Temporal structure of variability decreases in upper extremity movements post stroke

Amit Sethi, Tara Patterson, Theresa McGuirk, Carolynn Patten, Lorie G. Richards, Nicholas Stergiou

Research output: Contribution to journalArticle

9 Scopus citations

Abstract

Background The objective of this study was to determine movement variability in the more-affected upper-extremity in chronic stroke survivors. We investigated two hypotheses: (1) individuals with stroke will have increased amount of variability and altered structure of variability in upper-extremity joint movement patterns as compared to age-matched controls; and (2) the degree of motor impairment and joint kinematics will be correlated with the temporal structure of variability.
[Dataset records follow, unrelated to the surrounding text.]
//! Blending of a time-of-use tariff into a single average price.

use super::types::Tariff;

/// Time-weighted average of three period prices.
///
/// Fractions are normalised to sum to one. When all fractions are zero the
/// unweighted mean of the three prices is returned instead.
///
/// # Examples
///
/// ```
/// use efinops::model::tariff::blended_price;
///
/// let p = blended_price(1.2, 0.5, 0.8, 0.2, 0.35, 0.45);
/// assert!((p - 0.775).abs() < 1e-12);
/// ```
pub fn blended_price(
    peak_price: f64,
    valley_price: f64,
    shoulder_price: f64,
    peak_fraction: f64,
    valley_fraction: f64,
    shoulder_fraction: f64,
) -> f64 {
    let total = peak_fraction + valley_fraction + shoulder_fraction;
    if total == 0.0 {
        return (peak_price + valley_price + shoulder_price) / 3.0;
    }

    peak_price * (peak_fraction / total)
        + valley_price * (valley_fraction / total)
        + shoulder_price * (shoulder_fraction / total)
}

impl Tariff {
    /// Blended price using the derived (clamped) shoulder fraction.
    pub fn blended_price(&self) -> f64 {
        blended_price(
            self.peak_price,
            self.valley_price,
            self.shoulder_price,
            self.peak_fraction,
            self.valley_fraction,
            self.shoulder_fraction(),
        )
    }

    /// Price spread captured per kWh shifted from valley to peak.
    pub fn peak_valley_spread(&self) -> f64 {
        self.peak_price - self.valley_price
    }
}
Methods Sixteen participants with chronic stroke and nine age-matched controls performed three trials of functional reach-to-grasp. The amount of variability was quantified by computing the standard deviation of shoulder, elbow, wrist and index finger flexion/extension joint angles. The temporal structure of variability was determined by calculating approximate entropy in shoulder, elbow, wrist and index finger flexion/extension joint angles. Findings Individuals with stroke demonstrated greater standard deviations and significantly reduced approximate entropy values as compared to controls. Furthermore, motor impairments and kinematics demonstrated moderate to strong correlations with temporal structure of variability. Interpretation Changes in the temporal structure of variability in upper-extremity joint angles suggest that movement patterns used by stroke survivors are less adaptable. This knowledge may yield additional insights into the impaired motor system and suggest better interventions that can enhance upper-extremity movement adaptability.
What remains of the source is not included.